Implementation of a Temperature Sensitive IFFL:
Having confirmed that a heat sensitive decoder would perform better than a naive tracker, and validated that the original model’s predictions, we next attempted to put our heat sensitive IFFL into practice. We designed and constructed a number of heat sensitive IFFL systems using a ts-CI repressible system with 3G Assembly. During this testing we were able to validate that our parts were functional, yet we were unable to find a combination of parts with appropriate parameters to create a decoding IFFL. In each case, the IFFL circuits we created lead to either no degradation of reporter (a too high reporter/mf-Lon ratio), no fluorescence (a too high mf-Lon/reporter ratio) or cell death (too high mf-Lon).
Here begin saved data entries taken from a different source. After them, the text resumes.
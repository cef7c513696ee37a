//! Read models for the member and admin dashboards.

use serde::Serialize;

use crate::auth::SessionUser;
use crate::model::{
    AccountStatus, Appointment, AppointmentStatus, Branch, PostStatus, UserProfile,
};
use crate::store::SiteStore;
use crate::CoreError;

/// Shown when a member's preferred branch no longer exists or is inactive.
pub const UNKNOWN_BRANCH: &str = "Bilinmeyen Şube";

#[derive(Clone, Debug, PartialEq, Serialize)]
#[serde(rename_all = "camelCase")]
pub struct MemberDashboard {
    pub user: SessionUser,
    /// Profile whose email matches the session, if any.
    pub profile: Option<UserProfile>,
    pub appointments: Vec<Appointment>,
    pub upcoming_count: usize,
    pub completed_count: usize,
    /// Used share of the membership package, 0 to 100.
    pub membership_progress: f64,
    pub preferred_branch_name: String,
}

#[derive(Clone, Debug, Default, PartialEq, Eq, Serialize)]
#[serde(rename_all = "camelCase")]
pub struct AdminOverview {
    pub branches: usize,
    pub services: usize,
    pub pricing_plans: usize,
    pub testimonials: usize,
    pub blog_posts: usize,
    pub users: usize,
    pub appointments: usize,
    pub active_members: usize,
    pub scheduled_appointments: usize,
    pub published_posts: usize,
}

fn branch_name(branches: &[Branch], id: Option<&str>) -> String {
    id.and_then(|id| branches.iter().find(|b| b.id.as_str() == id))
        .map(|b| b.name.clone())
        .unwrap_or_else(|| UNKNOWN_BRANCH.to_string())
}

pub fn member_dashboard(store: &SiteStore, user: &SessionUser) -> Result<MemberDashboard, CoreError> {
    let profile = store
        .users
        .list()?
        .into_iter()
        .find(|u| u.email == user.email);

    let mut appointments = store.appointments.list()?;
    appointments.retain(|a| a.user_id == user.id);

    let count = |status: AppointmentStatus| appointments.iter().filter(|a| a.status == status).count();
    let upcoming_count = count(AppointmentStatus::Scheduled);
    let completed_count = count(AppointmentStatus::Completed);

    let membership_progress = profile
        .as_ref()
        .and_then(|p| p.membership.as_ref())
        .map_or(0.0, |m| m.progress_percent());

    // members only see active branches
    let mut branches = store.branches.list()?;
    branches.retain(|b| b.is_active);
    let preferred_branch_name = branch_name(
        &branches,
        profile.as_ref().and_then(|p| p.preferred_branch.as_deref()),
    );

    Ok(MemberDashboard {
        user: user.clone(),
        profile,
        appointments,
        upcoming_count,
        completed_count,
        membership_progress,
        preferred_branch_name,
    })
}

pub fn admin_overview(store: &SiteStore) -> Result<AdminOverview, CoreError> {
    let users = store.users.list()?;
    let appointments = store.appointments.list()?;
    let posts = store.blog_posts.list()?;

    Ok(AdminOverview {
        branches: store.branches.len()?,
        services: store.services.len()?,
        pricing_plans: store.pricing_plans.len()?,
        testimonials: store.testimonials.len()?,
        blog_posts: posts.len(),
        users: users.len(),
        appointments: appointments.len(),
        active_members: users
            .iter()
            .filter(|u| u.status == AccountStatus::Active)
            .count(),
        scheduled_appointments: appointments
            .iter()
            .filter(|a| a.status == AppointmentStatus::Scheduled)
            .count(),
        published_posts: posts
            .iter()
            .filter(|p| p.status == PostStatus::Published)
            .count(),
    })
}

#[cfg(test)]
mod tests {
    use super::*;
    use crate::auth::login;
    use crate::model::UserProfilePatch;
    use crate::patch::Patch;
    use crate::{RecordId, Role};

    fn member(id: &str, email: &str) -> SessionUser {
        SessionUser {
            id: id.into(),
            name: "Üye".into(),
            email: email.into(),
            role: Role::User,
            phone: None,
            avatar: None,
        }
    }

    #[test]
    fn member_with_profile_and_membership() {
        let store = SiteStore::seeded();
        let dash = member_dashboard(&store, &member("1", "ayse@email.com")).unwrap();
        assert_eq!(dash.profile.as_ref().unwrap().name, "Ayşe Demir");
        assert_eq!(dash.appointments.len(), 1);
        assert_eq!(dash.upcoming_count, 1);
        assert_eq!(dash.completed_count, 0);
        assert_eq!(dash.membership_progress, 25.0);
        assert_eq!(dash.preferred_branch_name, "ParsFit™ Çankaya");
    }

    #[test]
    fn demo_account_without_profile() {
        let store = SiteStore::seeded();
        let demo = login("demo@parsfit.com", "demo123").unwrap();
        let dash = member_dashboard(&store, &demo).unwrap();
        assert!(dash.profile.is_none());
        // appointments match on user id alone
        assert_eq!(dash.completed_count, 1);
        assert_eq!(dash.membership_progress, 0.0);
        assert_eq!(dash.preferred_branch_name, UNKNOWN_BRANCH);
    }

    #[test]
    fn deleted_branch_falls_back() {
        let store = SiteStore::seeded();
        let mut ayse = store.users.get(&RecordId::new("1").unwrap()).unwrap().unwrap();
        UserProfilePatch {
            preferred_branch: Some(Some("branch-9".into())),
            ..Default::default()
        }
        .apply_to(&mut ayse);
        store.users.replace(ayse).unwrap();

        let dash = member_dashboard(&store, &member("1", "ayse@email.com")).unwrap();
        assert_eq!(dash.preferred_branch_name, UNKNOWN_BRANCH);
    }

    #[test]
    fn inactive_branch_falls_back() {
        let store = SiteStore::seeded();
        let mut cankaya = store
            .branches
            .get(&RecordId::new("branch-1").unwrap())
            .unwrap()
            .unwrap();
        cankaya.is_active = false;
        store.branches.replace(cankaya).unwrap();

        let dash = member_dashboard(&store, &member("1", "ayse@email.com")).unwrap();
        assert_eq!(dash.preferred_branch_name, UNKNOWN_BRANCH);
    }

    #[test]
    fn overview_counts() {
        let overview = admin_overview(&SiteStore::seeded()).unwrap();
        assert_eq!(overview.branches, 3);
        assert_eq!(overview.services, 4);
        assert_eq!(overview.users, 2);
        assert_eq!(overview.active_members, 2);
        assert_eq!(overview.scheduled_appointments, 1);
        assert_eq!(overview.published_posts, 3);

        assert_eq!(admin_overview(&SiteStore::empty()).unwrap(), AdminOverview::default());
    }
}
//! Read-only endpoints behind the marketing pages, plus the contact form.

use axum::{
    extract::{Path, Query, State},
    http::StatusCode,
    response::IntoResponse,
    Json,
};
use domain::model::{
    AboutContent, BlogPost, Branch, ContactInfo, HeroContent, PricingPlan, ServiceContent,
    Testimonial,
};
use domain::service::Scope;
use domain::validate::validate_contact_message;
use serde::{Deserialize, Serialize};
use tracing::info;

use crate::error::ApiError;
use crate::AppState;

/// Everything the landing page renders, in one response.
#[derive(Serialize)]
#[serde(rename_all = "camelCase")]
pub struct HomePage {
    hero: HeroContent,
    about: AboutContent,
    branches: Vec<Branch>,
    services: Vec<ServiceContent>,
    pricing_plans: Vec<PricingPlan>,
    testimonials: Vec<Testimonial>,
    blog_posts: Vec<BlogPost>,
    contact_info: ContactInfo,
}

pub async fn home(State(state): State<AppState>) -> Result<Json<HomePage>, ApiError> {
    state.latency.read().await;
    let svc = &state.service;
    Ok(Json(HomePage {
        hero: svc.hero()?,
        about: svc.about()?,
        branches: svc.branches(Scope::Public)?,
        services: svc.services(Scope::Public)?,
        pricing_plans: svc.pricing_plans(Scope::Public)?,
        testimonials: svc.testimonials(Scope::Public)?,
        blog_posts: svc.published_posts()?,
        contact_info: svc.contact_info()?,
    }))
}

pub async fn branches(State(state): State<AppState>) -> Result<Json<Vec<Branch>>, ApiError> {
    state.latency.read().await;
    Ok(Json(state.service.branches(Scope::Public)?))
}

pub async fn hero(State(state): State<AppState>) -> Result<Json<HeroContent>, ApiError> {
    state.latency.read().await;
    Ok(Json(state.service.hero()?))
}

pub async fn about(State(state): State<AppState>) -> Result<Json<AboutContent>, ApiError> {
    state.latency.read().await;
    Ok(Json(state.service.about()?))
}

pub async fn services(
    State(state): State<AppState>,
) -> Result<Json<Vec<ServiceContent>>, ApiError> {
    state.latency.read().await;
    Ok(Json(state.service.services(Scope::Public)?))
}

pub async fn pricing(State(state): State<AppState>) -> Result<Json<Vec<PricingPlan>>, ApiError> {
    state.latency.read().await;
    Ok(Json(state.service.pricing_plans(Scope::Public)?))
}

pub async fn testimonials(
    State(state): State<AppState>,
) -> Result<Json<Vec<Testimonial>>, ApiError> {
    state.latency.read().await;
    Ok(Json(state.service.testimonials(Scope::Public)?))
}

#[derive(Deserialize)]
pub struct BlogQuery {
    category: Option<String>,
    search: Option<String>,
}

pub async fn blog(
    State(state): State<AppState>,
    Query(q): Query<BlogQuery>,
) -> Result<Json<Vec<BlogPost>>, ApiError> {
    state.latency.read().await;
    let posts = state
        .service
        .search_posts(q.category.as_deref(), q.search.as_deref())?;
    Ok(Json(posts))
}

pub async fn blog_post(
    State(state): State<AppState>,
    Path(slug): Path<String>,
) -> Result<Json<BlogPost>, ApiError> {
    state.latency.read().await;
    Ok(Json(state.service.post_by_slug(&slug)?))
}

pub async fn contact_info(State(state): State<AppState>) -> Result<Json<ContactInfo>, ApiError> {
    state.latency.read().await;
    Ok(Json(state.service.contact_info()?))
}

#[derive(Deserialize)]
pub struct ContactReq {
    #[serde(default)]
    name: String,
    #[serde(default)]
    email: String,
    #[serde(default)]
    phone: Option<String>,
    #[serde(default)]
    message: String,
}

/// Contact form submissions are validated and logged; nothing is stored.
pub async fn contact(Json(body): Json<ContactReq>) -> Result<impl IntoResponse, ApiError> {
    validate_contact_message(&body.name, &body.email, &body.message)?;
    info!(
        name = %body.name,
        email = %body.email,
        phone = body.phone.as_deref().unwrap_or("-"),
        length = body.message.len(),
        "contact message received"
    );
    Ok((
        StatusCode::ACCEPTED,
        Json(serde_json::json!({"status": "received"})),
    ))
}

pub async fn health() -> impl IntoResponse {
    Json(serde_json::json!({
        "status": "ok",
        "time": http_common::system_time_to_rfc3339(std::time::SystemTime::now()),
    }))
}
use axum::{
    http::StatusCode,
    response::{IntoResponse, Response},
    Json,
};
use domain::{CoreError, FieldError};
use thiserror::Error;

/// Errors a handler can answer with. Each maps to one status code and the
/// shared `{"error": {"code", "message"}}` envelope.
#[derive(Error, Debug)]
pub enum ApiError {
    #[error("invalid input")]
    Invalid(Vec<FieldError>),

    #[error("authentication required")]
    Unauthorized,

    #[error("invalid email or password")]
    InvalidCredentials,

    #[error("access denied")]
    Forbidden,

    #[error("{0} not found")]
    NotFound(&'static str),

    #[error("resource already exists")]
    Conflict,

    #[error("internal error: {0}")]
    Internal(String),
}

impl From<CoreError> for ApiError {
    fn from(err: CoreError) -> Self {
        match err {
            CoreError::Invalid(fields) => ApiError::Invalid(fields),
            CoreError::AlreadyExists => ApiError::Conflict,
            CoreError::NotFound(kind) => ApiError::NotFound(kind),
            CoreError::Repository(msg) => ApiError::Internal(msg),
        }
    }
}

impl IntoResponse for ApiError {
    fn into_response(self) -> Response {
        let (status, body) = match &self {
            ApiError::Invalid(fields) => {
                tracing::warn!(fields = ?fields, "invalid input");
                let details = serde_json::to_value(fields).unwrap_or_default();
                (
                    StatusCode::BAD_REQUEST,
                    http_common::json_error_with_fields(
                        "invalid_input",
                        &CoreError::Invalid(fields.clone()).to_string(),
                        details,
                    ),
                )
            }
            ApiError::Unauthorized => (
                StatusCode::UNAUTHORIZED,
                http_common::json_err("unauthorized"),
            ),
            ApiError::InvalidCredentials => (
                StatusCode::UNAUTHORIZED,
                http_common::json_err("invalid_credentials"),
            ),
            ApiError::Forbidden => (StatusCode::FORBIDDEN, http_common::json_err("forbidden")),
            ApiError::NotFound(kind) => {
                tracing::debug!(kind = *kind, "not found");
                (
                    StatusCode::NOT_FOUND,
                    http_common::json_error_with_message("not_found", &self.to_string()),
                )
            }
            ApiError::Conflict => (StatusCode::CONFLICT, http_common::json_err("conflict")),
            ApiError::Internal(msg) => {
                tracing::error!(err = %msg, "internal error");
                (
                    StatusCode::INTERNAL_SERVER_ERROR,
                    http_common::json_err("internal"),
                )
            }
        };
        (status, Json(body)).into_response()
    }
}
We attempted to solve this problem in a number of different ways. We tried combining our circuits onto a single plasmid construct, genomically integrating constructs, and adding a strong degradation tag to mf-Lon. However, none of those approaches were successful in obtaining a temperature sensitive IFFL with the appropriate parameters. We next decided to shift to an alternative temperature sensitive system utilizing the temperature sensitive repressor TlpA and its cognate promoter operators. However, despite many iterative design build test cycles, we were unable to get any of these approaches to produce IFFLs which outputted the characteristic pulse when activated. See our page on temperature inducible systems.
Moving forward, we believe that chemically induced systems show the most promise. Our preliminary data indicates that with the proper equipment (microfluidics), chemically inducible IFFLs may serve as a tool to distinguish temporal inputs. In addition to chemical induction, however, there is potential for other types of inducible IFFLs to act as decoders, including optogenetic systems and other temperature sensitive systems such as those utilizing riboswitches or RNA thermometers.
References
[1] Zhang C, Tsoi R, Wu F, You L (2016) Processing Oscillatory Signals by Incoherent Feedforward Loops. PLoS Comput Biol 12(9): e1005101. doi:10.1371/journal.pcbi.1005101
[2] D Ewen Cameron and James J Collins. Tunable protein degradation in bacteria. Nature biotechnology, 32(12):1276–1281, 20
[3] https://2017.igem.org/Team:William_and_Mary/Dynamic_Control
[4] Gal-Mor O, Valdez Y, Finlay BB. The temperature-sensing protein TlpA is repressed by PhoP and dispensable for virulence of Salmonella enterica serovar Typhimurium in mice. Microbes Infect / Institut Pasteur. 2006;8:2154–62. doi:10.1016/j.micinf.2006.04.015.